Pair with the wine you used to deglaze the onion pan.

Grilled New York Strip

Few things are better than reclaiming the backyard after the cold, rainy San Francisco winter.  After lots of rain and cold wind, temperatures this weekend reached a very rare 80 degrees in San Francisco.  The ramifications were far-reaching: flowers burst into bloom, more naked people than usual (believe me, it’s never the right ones) wandered the streets, true San Franciscans complained about the heat and dug into the recesses of their bathrooms for sunscreen, and the long-dormant grill called from the backyard to be ignited.

Grilled New York Strip

Ingredients

  1. New York Strip Steaks
  2. Williams-Sonoma Gray Sea Salt with Five Pepper Blend
  3. 1 medium shallot
  4. 1 bunch of parsley
  5. 3-4 Tbsp of finely chopped fresh thyme leaves
  6. Olive Oil

Method

  1. Rub steaks with salt blend and leave at room temperature for at least 45 minutes.
  2. Combine diced shallots, finely chopped parsley and fresh thyme in a bowl and mix well.
  3. Preheat grill to 400.
  4. Grill steaks to desired temperature turning once or twice. (Keep in mind that steaks will continue to cook while they rest).
  5. Once steaks are done, remove from grill andcover with parsley, thyme, shallot mixture.  Drizzle with olive oil and tent with aluminum foil.  Allow to rest for 15 minutes.

Keep in mind that steaks are very lonely without a full-bodied red wine, potatoes in one form or another and vegetables.
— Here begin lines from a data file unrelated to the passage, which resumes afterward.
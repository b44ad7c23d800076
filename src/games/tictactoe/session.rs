//! One game of tic-tac-toe between the player (X) and the computer (O).
//!
//! The session is a small state machine:
//!
//! ```text
//! Player --valid move--> Computer --selector move--> Player
//!    \                      \
//!     `--terminal--> Finished <--terminal--'
//! ```
//!
//! A move in the wrong state or on a bad cell is refused and leaves the
//! session untouched.

use super::action::{Move, MoveError, Turn};
use super::outcome::GameOutcome;
use super::rules::evaluate;
use super::selector::{Difficulty, MoveChoice, RandomSource, choose};
use super::types::{Board, Mark};
use tracing::{debug, error, instrument, warn};

/// What the computer did on its turn.
#[derive(Debug, Clone, Copy, PartialEq, Eq)]
pub struct ComputerTurn {
    /// The chosen cell; `None` only if the board was unexpectedly full.
    pub choice: Option<MoveChoice>,
    /// Board evaluation after the move.
    pub outcome: GameOutcome,
}

/// A single game in progress or finished.
#[derive(Debug, Clone, PartialEq, Eq)]
pub struct GameSession {
    board: Board,
    turn: Turn,
    outcome: GameOutcome,
    history: Vec<Move>,
}

impl GameSession {
    /// Creates a new game: empty board, player to move.
    pub fn new() -> Self {
        Self {
            board: Board::new(),
            turn: Turn::Player,
            outcome: GameOutcome::InProgress,
            history: Vec::new(),
        }
    }

    /// Returns the board.
    pub fn board(&self) -> &Board {
        &self.board
    }

    /// Returns whose move the session is waiting for.
    pub fn turn(&self) -> Turn {
        self.turn
    }

    /// Latest evaluation of the board.
    pub fn outcome(&self) -> GameOutcome {
        self.outcome
    }

    /// True once a win or draw has been reached.
    pub fn is_finished(&self) -> bool {
        self.turn == Turn::Finished
    }

    /// Moves played so far, oldest first.
    pub fn history(&self) -> &[Move] {
        &self.history
    }

    /// Clears the board and hands the first move back to the player.
    #[instrument(skip(self))]
    pub fn restart(&mut self) {
        self.board.reset();
        self.history.clear();
        self.turn = Turn::Player;
        self.outcome = GameOutcome::InProgress;
    }

    /// Places the player's mark at `index`.
    ///
    /// # Errors
    ///
    /// [`MoveError::WrongTurn`] unless the player is to move;
    /// [`MoveError::OutOfRange`] / [`MoveError::Occupied`] for a bad cell.
    #[instrument(skip(self))]
    pub fn submit_player_move(&mut self, index: usize) -> Result<GameOutcome, MoveError> {
        self.expect_turn(Mark::Player)?;
        self.apply(Move::new(Mark::Player, index))
    }

    /// Lets the computer choose and play a cell.
    ///
    /// A full board here means a terminal state was missed; it is logged and
    /// the game is closed as a draw rather than failing.
    ///
    /// # Errors
    ///
    /// [`MoveError::WrongTurn`] unless the computer is to move.
    #[instrument(skip(self, rng))]
    pub fn play_computer_move(
        &mut self,
        difficulty: Difficulty,
        rng: &mut dyn RandomSource,
    ) -> Result<ComputerTurn, MoveError> {
        self.expect_turn(Mark::Computer)?;

        let choice = match choose(&self.board, difficulty, rng) {
            Ok(choice) => choice,
            Err(err) => {
                error!(error = %err, board = ?self.board, "Computer asked to move on a full board");
                let outcome = match evaluate(&self.board) {
                    GameOutcome::InProgress => GameOutcome::Draw,
                    outcome => outcome,
                };
                self.finish(outcome);
                return Ok(ComputerTurn {
                    choice: None,
                    outcome,
                });
            }
        };

        let outcome = self.apply(Move::new(Mark::Computer, choice.index))?;
        Ok(ComputerTurn {
            choice: Some(choice),
            outcome,
        })
    }

    fn expect_turn(&self, mover: Mark) -> Result<(), MoveError> {
        let expected = match mover {
            Mark::Player => Turn::Player,
            Mark::Computer => Turn::Computer,
        };
        if self.turn == expected {
            Ok(())
        } else {
            warn!(%mover, turn = %self.turn, "Move out of turn rejected");
            Err(MoveError::WrongTurn {
                mover,
                turn: self.turn,
            })
        }
    }

    fn apply(&mut self, action: Move) -> Result<GameOutcome, MoveError> {
        self.board.place(action.index, action.mark).map_err(|err| {
            warn!(%action, error = %err, "Invalid move rejected");
            MoveError::from(err)
        })?;
        self.history.push(action);

        let outcome = evaluate(&self.board);
        if outcome.is_terminal() {
            self.finish(outcome);
        } else {
            self.turn = match action.mark {
                Mark::Player => Turn::Computer,
                Mark::Computer => Turn::Player,
            };
        }
        debug!(%action, %outcome, turn = %self.turn, "Move applied");
        Ok(outcome)
    }

    fn finish(&mut self, outcome: GameOutcome) {
        self.turn = Turn::Finished;
        self.outcome = outcome;
    }
}

impl Default for GameSession {
    fn default() -> Self {
        Self::new()
    }
}

#[cfg(test)]
mod tests {
    use super::*;
    use crate::games::tictactoe::{MoveErrorKind, RngSource};
    use rand::SeedableRng;
    use rand::rngs::StdRng;

    #[test]
    fn test_full_board_on_computer_turn_closes_as_draw() {
        // Unreachable through the public API: a full drawn board still
        // waiting on the computer.
        let mut session = GameSession {
            board: Board::from_picture("XOXXOOOXX"),
            turn: Turn::Computer,
            outcome: GameOutcome::InProgress,
            history: Vec::new(),
        };
        let mut rng = RngSource(StdRng::seed_from_u64(1));

        let turn = session
            .play_computer_move(Difficulty::Hard, &mut rng)
            .expect("handled as a draw");

        assert_eq!(turn.choice, None);
        assert_eq!(turn.outcome, GameOutcome::Draw);
        assert!(session.is_finished());

        let err = session
            .play_computer_move(Difficulty::Hard, &mut rng)
            .unwrap_err();
        assert_eq!(err.kind(), MoveErrorKind::IllegalMove);
    }

    #[test]
    fn test_restart_clears_board_and_turn() {
        let mut session = GameSession::new();
        session.submit_player_move(4).unwrap();
        session.restart();
        assert_eq!(session, GameSession::new());
    }
}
MEAT TEMPERATURE HINT (thanks to the genius of my Dad):

To get steaks to the perfect temperature, do the following:

  1. Open your left hand with your fingers up but relaxed.
  2. Touch the meaty area below your thumb.  This is how a steak should feel if you want it rare.
  3. Touch the tip of your index finger and your thumb and press the meaty part again: medium rare
  4. Middle finger and thumb: Medium
  5. Ring finger and thumb: Medium well
  6. Pinky and thumb: Well done (otherwise known as jerky)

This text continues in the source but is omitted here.